Question: We just went through a five-person layoff, and one of the individuals laid off (an African American) has hired a lawyer and is threatening to sue for racial discrimination. I have enormous confidence in the fairness of the individual manager making the layoff selections, and those selections were based on years of performance ratings.  However, the lawyer hired by our ex-employee says that doesn’t matter, because the ex-employee’s direct supervisor was racially biased.  He says that the bias of the direct supervisor taints the entire process and that the manager was merely a “cat’s paw.”  Let’s assume for a moment that the direct supervisor is a little rough around the edges.  Do we have a problem here, even though the manager is fair and unbiased?  And what the heck is a “cat’s paw” anyway?

Answer: by David Y. Trevor

David Trevor

David Trevor

To answer your second question first, a “cat’s paw” is a person used by another as a dupe or tool. The phrase derives from an ancient fable in which a clever and unscrupulous monkey convinces a cat to remove roasted chestnuts from a hot fire.  The monkey makes off with the chestnuts, leaving the cat with nothing but burnt paws.  How exactly this became a metaphor in employment discrimination law is beyond the scope of this article, but a “cat’s paw” case is one in which an unbiased manager is used as a tool by a biased supervisor or manager to implement an employment decision based on the discrimination and animus of the unscrupulous supervisor or manager.

In a true cat’s paw case, the biased supervisor provides the basis for getting rid of an employee, for example through an unfairly negative performance evaluation, while the actual decision is implemented by an unbiased manager who simply accepts the biased information uncritically.

To address this situation, courts apply a more employee-friendly analysis in cat’s paw cases. Specifically, courts utilize the “mixed motives” analysis of Price Waterhouse v. Hopkins, 490 U.S. 228 (1989), which is generally less rigorous than the classic McDonnell Douglas framework and may permit a somewhat weaker case to survive summary judgment and proceed to trial.  The purpose of the cat’s paw rule, as the United States Court of Appeals for the Eighth Circuit has stated, is to provide that “an employer cannot shield itself from liability for unlawful termination by using a purportedly independent person or committee as the decision maker where the decision maker merely serves as the conduit, vehicle, or rubber stamp by which another achieves his or her unlawful design.” Richardson v. Sugg, 446 F.3d 1046, 1060 (8th Cir. 2006) (emphasis added).
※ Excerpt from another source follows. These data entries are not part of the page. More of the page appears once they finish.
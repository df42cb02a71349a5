//! Tablet location boundary consumed by the session.
//!
//! The session treats the locator's cache as read-only: it probes with
//! `cached_tablet` on the fast path and falls back to `locate`, parking the
//! operation until the lookup settles.

use std::net::SocketAddr;
use std::sync::Arc;

use async_trait::async_trait;
use bytes::Bytes;
use futures_util::future::BoxFuture;

use crate::operation::{Operation, TableHandle};

/// One tablet resolved from a row key: a contiguous key-range shard hosted
/// by a single server at a time.
#[derive(Clone, Debug, PartialEq, Eq)]
pub struct RemoteTablet {
    pub tablet_id: Bytes,
    pub leader: Option<SocketAddr>,
}

impl RemoteTablet {
    pub fn new(tablet_id: impl Into<Bytes>, leader: Option<SocketAddr>) -> Self {
        Self {
            tablet_id: tablet_id.into(),
            leader,
        }
    }
}

/// Typed outcome of a location lookup RPC.
#[derive(Debug)]
pub enum LocationResult {
    /// The location cache now covers the key; re-applying will hit it.
    Resolved(Arc<RemoteTablet>),
    /// The lookup failed; the locator classifies whether it is recoverable.
    Failed(anyhow::Error),
}

/// Resolves (table, row key) to the tablet hosting that key's range.
#[async_trait]
pub trait TabletLocator: Send + Sync {
    /// Non-blocking cache probe.
    fn cached_tablet(&self, table: &TableHandle, row_key: &[u8]) -> Option<Arc<RemoteTablet>>;

    /// Resolve a key's tablet, refreshing the location cache.
    async fn locate(&self, table: &TableHandle, row_key: &[u8]) -> LocationResult;

    /// Whether the table is known to exist but is not served yet.
    fn is_table_not_served(&self, table: &TableHandle) -> bool;

    /// Completes once a not-yet-served table starts being served.
    async fn wait_for_table_creation(&self, table: &TableHandle);

    /// Classify a settled lookup. `Some` carries a recovery future the
    /// session awaits before applying the operation again; `None` means the
    /// operation may be applied again right away.
    fn classify_lookup_failure(
        &self,
        op: &Operation,
        result: &LocationResult,
    ) -> Option<BoxFuture<'static, ()>>;
}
What does that mean in the situation you describe? It will ultimately depend on the details, but the Eighth Circuit recently emphasized the limitations on the cat’s paw doctrine in affirming summary judgment for the employer.   In Cherry v. Siemens Healthcare Diagnostics, Inc., the Eighth Circuit affirmed summary judgment dismissing the race discrimination claims brought by Cherry, who was selected for a layoff.  Cherry, who was African American, had worked for Siemens for 30 years, until he was selected for layoff in 2011.  During his last few years at Siemens, he experienced treatment from a supervisor named Raymer and a coworker that were derogatory, disrespectful and may have been based on racial bias.  As Cherry’s supervisor, Raymer had performed employment evaluations on Cherry in 2009, 2010 and 2011, which were used to help identify which employees would be laid off.  Cherry was one of the lowest ranked employees and was selected for layoff by a manager named Siebert.  There was no evidence that Siebert had ever mistreated Cherry or had any bias against him.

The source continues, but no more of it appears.